[PROVIDED ENTRIES — start]
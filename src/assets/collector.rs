use crate::foundation::core::FrameIndex;
use crate::foundation::error::{BridgeError, BridgeResult};

/// Kind of timed media a downstream muxer has to include.
#[derive(Clone, Copy, Debug, PartialEq, Eq, Hash, serde::Serialize, serde::Deserialize)]
#[serde(rename_all = "lowercase")]
pub enum MediaKind {
    /// Audio-only source.
    Audio,
    /// Video source (its audio track is muxed too).
    Video,
}

/// Timed-media reference emitted by the component tree for one frame.
#[derive(Clone, Debug, PartialEq, serde::Serialize, serde::Deserialize)]
#[serde(rename_all = "camelCase")]
pub struct RenderAsset {
    /// Stable id of the emitting media element.
    pub id: String,
    /// Audio or video.
    #[serde(rename = "type")]
    pub kind: MediaKind,
    /// Source locator.
    pub src: String,
    /// Timeline frame the asset was rendered for.
    pub frame: FrameIndex,
    /// Source frame playing at `frame`.
    pub media_frame: u64,
    /// Volume multiplier at `frame`.
    pub volume: f64,
    /// Source playback rate multiplier.
    pub playback_rate: f64,
    /// Source frames skipped at the start.
    #[serde(default)]
    pub trim_before: u64,
    /// Source frame at which playback stops.
    #[serde(default, skip_serializing_if = "Option::is_none")]
    pub trim_after: Option<u64>,
}

impl RenderAsset {
    fn validate(&self) -> BridgeResult<()> {
        if self.src.trim().is_empty() {
            return Err(BridgeError::validation(format!(
                "render asset '{}' has an empty src",
                self.id
            )));
        }
        if !self.volume.is_finite() || self.volume < 0.0 {
            return Err(BridgeError::validation(format!(
                "render asset '{}' volume must be finite and >= 0, got {}",
                self.id, self.volume
            )));
        }
        if !self.playback_rate.is_finite() || self.playback_rate <= 0.0 {
            return Err(BridgeError::validation(format!(
                "render asset '{}' playbackRate must be finite and > 0, got {}",
                self.id, self.playback_rate
            )));
        }
        Ok(())
    }
}

/// Append-only accumulator drained once per captured frame.
#[derive(Debug)]
pub struct AssetCollector {
    pending: Vec<RenderAsset>,
    audio_enabled: bool,
    video_enabled: bool,
}

impl Default for AssetCollector {
    fn default() -> Self {
        Self::new(true, true)
    }
}

impl AssetCollector {
    /// Create an empty collector. Disabled kinds are dropped on emission.
    pub fn new(audio_enabled: bool, video_enabled: bool) -> Self {
        Self {
            pending: Vec::new(),
            audio_enabled,
            video_enabled,
        }
    }

    /// Record an asset for the current render pass.
    ///
    /// Returns `Ok(false)` when the asset kind is disabled and the asset was discarded.
    pub fn emit(&mut self, asset: RenderAsset) -> BridgeResult<bool> {
        asset.validate()?;
        let enabled = match asset.kind {
            MediaKind::Audio => self.audio_enabled,
            MediaKind::Video => self.video_enabled,
        };
        if !enabled {
            tracing::debug!(id = %asset.id, kind = ?asset.kind, "asset kind disabled, dropped");
            return Ok(false);
        }
        self.pending.push(asset);
        Ok(true)
    }

    /// Take every asset emitted since the last collection, in emission order.
    pub fn collect(&mut self) -> Vec<RenderAsset> {
        let out = std::mem::take(&mut self.pending);
        tracing::debug!(count = out.len(), "assets collected");
        out
    }

    /// Drop uncollected assets. Returns how many were dropped.
    pub fn discard(&mut self) -> usize {
        let n = self.pending.len();
        self.pending.clear();
        n
    }

    /// Number of uncollected assets.
    pub fn pending_len(&self) -> usize {
        self.pending.len()
    }
}

#[cfg(test)]
#[path = "../../tests/unit/assets/collector.rs"]
mod tests;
[PROVIDED ENTRIES — finish]
REQUIREMENT |
Print, from the entries above, the line with "self.id, self.volume", the line with "playbackRate must be" and all lines between them, exactly and with nothing else.

COMPLETED EXERCISE |
                self.id, self.volume
            )));
        }
        if !self.playback_rate.is_finite() || self.playback_rate <= 0.0 {
            return Err(BridgeError::validation(format!(
                "render asset '{}' playbackRate must be finite and > 0, got {}",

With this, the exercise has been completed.